▸ **YOUR ASSIGNMENT**
Among these records, which lines include "only"? Copy them out.

▸ **INPUT RECORDS**

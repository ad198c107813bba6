//! Orphan-object sweeper
//!
//! PutObject records a write intent before the payload lands and clears
//! it after metadata commits. A stale intent therefore means the write
//! died in between: if the artifact metadata exists the write actually
//! completed and only the intent is dropped; otherwise the payload is
//! an invisible orphan and is deleted from the backend. The sweep is
//! idempotent and runs periodically alongside the multipart idle
//! reaper.

use crate::ObjectEngine;
use chrono::{Duration as ChronoDuration, Utc};
use depot_common::Result;
use std::sync::Arc;
use std::time::Duration;
use tokio_util::sync::CancellationToken;
use tracing::{debug, info, warn};

/// Intents younger than this are left alone: their writer may still be
/// running.
const INTENT_GRACE_SECS: i64 = 60;

/// Outcome of one sweep pass
#[derive(Debug, Default, Clone, Copy, PartialEq, Eq)]
pub struct SweepReport {
    pub orphans_deleted: usize,
    pub intents_cleared: usize,
    pub sessions_reaped: usize,
}

impl ObjectEngine {
    /// One idempotent sweep pass
    pub async fn sweep(&self, token: &CancellationToken) -> Result<SweepReport> {
        let mut report = SweepReport::default();
        let cutoff = Utc::now() - ChronoDuration::seconds(INTENT_GRACE_SECS);

        for intent in self.meta().list_intents()? {
            if intent.started_at > cutoff {
                continue;
            }

            let committed = self
                .meta()
                .get_artifact(&intent.bucket, &intent.key)?
                .is_some_and(|artifact| artifact.storage_path == intent.storage_path);

            if committed {
                // The write finished; only the intent is stale
                self.meta().delete_intent(&intent.bucket, &intent.key)?;
                report.intents_cleared += 1;
                debug!(bucket = %intent.bucket, key = %intent.key, "cleared stale intent for committed object");
                continue;
            }

            match self
                .backend()
                .delete_object(token, &intent.bucket, &intent.key)
                .await
            {
                Ok(()) => {
                    self.meta().delete_intent(&intent.bucket, &intent.key)?;
                    report.orphans_deleted += 1;
                    info!(bucket = %intent.bucket, key = %intent.key, "deleted orphaned payload");
                }
                Err(err) => {
                    // Keep the intent; the next sweep retries
                    warn!(bucket = %intent.bucket, key = %intent.key, error = %err, "orphan delete failed");
                }
            }
        }

        report.sessions_reaped = self.reap_idle_sessions(token).await?;
        Ok(report)
    }
}

/// Spawn the periodic sweeper. The task stops when the token fires.
pub fn spawn_sweeper(
    engine: Arc<ObjectEngine>,
    interval: Duration,
    token: CancellationToken,
) -> tokio::task::JoinHandle<()> {
    tokio::spawn(async move {
        let mut ticker = tokio::time::interval(interval);
        ticker.set_missed_tick_behavior(tokio::time::MissedTickBehavior::Delay);
        loop {
            tokio::select! {
                () = token.cancelled() => break,
                _ = ticker.tick() => {}
            }
            match engine.sweep(&token).await {
                Ok(report) if report != SweepReport::default() => {
                    info!(
                        orphans = report.orphans_deleted,
                        intents = report.intents_cleared,
                        sessions = report.sessions_reaped,
                        "sweep pass finished"
                    );
                }
                Ok(_) => {}
                Err(err) => warn!(error = %err, "sweep pass failed"),
            }
        }
    })
}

▸ **ANSWER FOR THE TASK**
//! completed and only the intent is dropped; otherwise the payload is
                // The write finished; only the intent is stale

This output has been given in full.